**PROBLEM TO SOLVE**
Out of the material that follows, write out exactly the lines from the line with "Ok(trimmed)" to the line with "Empty clears it.", both ends included, and no others.

**SUPPLIED ENTRIES**

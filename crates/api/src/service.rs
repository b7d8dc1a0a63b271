//! Shared request validation: framework-agnostic pure functions.
//!
//! Route handlers stay thin adapters: parse with these, then call the store.

use tethered_core::{InteractionKind, UserRole};

use crate::ServiceError;

/// Default and maximum page size for interaction listings.
pub const DEFAULT_LIST_LIMIT: u32 = 20;
pub const MAX_LIST_LIMIT: u32 = 100;

/// Validate and normalize a display name. Returns the trimmed name.
pub fn validate_name(name: &str) -> Result<String, ServiceError> {
    let trimmed = name.trim().to_string();
    if trimmed.is_empty() || trimmed.chars().count() > 64 {
        return Err(ServiceError::BadRequest("name must be 1-64 characters".into()));
    }
    Ok(trimmed)
}

pub fn parse_role(raw: &str) -> Result<UserRole, ServiceError> {
    UserRole::parse(raw.trim()).ok_or_else(|| {
        ServiceError::BadRequest("role must be \"student\" or \"parent\"".into())
    })
}

pub fn parse_interaction_kind(raw: &str) -> Result<InteractionKind, ServiceError> {
    InteractionKind::parse(raw.trim()).ok_or_else(|| {
        ServiceError::BadRequest(
            "kind must be one of \"check_in\", \"reply\", \"prompt_answer\"".into(),
        )
    })
}

/// Validate an avatar URL: http(s) only, bounded length. Empty clears it.
pub fn validate_avatar_url(raw: &str) -> Result<Option<String>, ServiceError> {
    let trimmed = raw.trim();
    if trimmed.is_empty() {
        return Ok(None);
    }
    if trimmed.len() > 2048 || !(trimmed.starts_with("https://") || trimmed.starts_with("http://")) {
        return Err(ServiceError::BadRequest("avatar_url must be an http(s) URL".into()));
    }
    Ok(Some(trimmed.to_string()))
}

pub fn clamp_list_limit(requested: Option<u32>) -> u32 {
    requested
        .unwrap_or(DEFAULT_LIST_LIMIT)
        .clamp(1, MAX_LIST_LIMIT)
}

#[cfg(test)]
mod tests {
    use super::*;

    #[test]
    fn test_validate_name() {
        assert!(validate_name("Mina").is_ok());
        assert_eq!(validate_name("  Jun  ").unwrap(), "Jun");
        assert!(validate_name("").is_err());
        assert!(validate_name("   ").is_err());
        assert!(validate_name(&"x".repeat(65)).is_err());
        assert!(validate_name(&"x".repeat(64)).is_ok());
    }

    #[test]
    fn test_parse_role_and_kind() {
        assert_eq!(parse_role("parent").unwrap(), UserRole::Parent);
        assert!(parse_role("teacher").is_err());
        assert_eq!(
            parse_interaction_kind(" prompt_answer ").unwrap(),
            InteractionKind::PromptAnswer
        );
        assert!(parse_interaction_kind("like").is_err());
    }

    #[test]
    fn test_validate_avatar_url() {
        assert_eq!(validate_avatar_url("").unwrap(), None);
        assert_eq!(
            validate_avatar_url(" https://cdn.example/a.png ").unwrap().as_deref(),
            Some("https://cdn.example/a.png")
        );
        assert!(validate_avatar_url("javascript:alert(1)").is_err());
    }

    #[test]
    fn test_clamp_list_limit() {
        assert_eq!(clamp_list_limit(None), DEFAULT_LIST_LIMIT);
        assert_eq!(clamp_list_limit(Some(0)), 1);
        assert_eq!(clamp_list_limit(Some(1000)), MAX_LIST_LIMIT);
    }
}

**EXERCISE RESULT**
    Ok(trimmed)
}

pub fn parse_role(raw: &str) -> Result<UserRole, ServiceError> {
    UserRole::parse(raw.trim()).ok_or_else(|| {
        ServiceError::BadRequest("role must be \"student\" or \"parent\"".into())
    })
}

pub fn parse_interaction_kind(raw: &str) -> Result<InteractionKind, ServiceError> {
    InteractionKind::parse(raw.trim()).ok_or_else(|| {
        ServiceError::BadRequest(
            "kind must be one of \"check_in\", \"reply\", \"prompt_answer\"".into(),
        )
    })
}

/// Validate an avatar URL: http(s) only, bounded length. Empty clears it.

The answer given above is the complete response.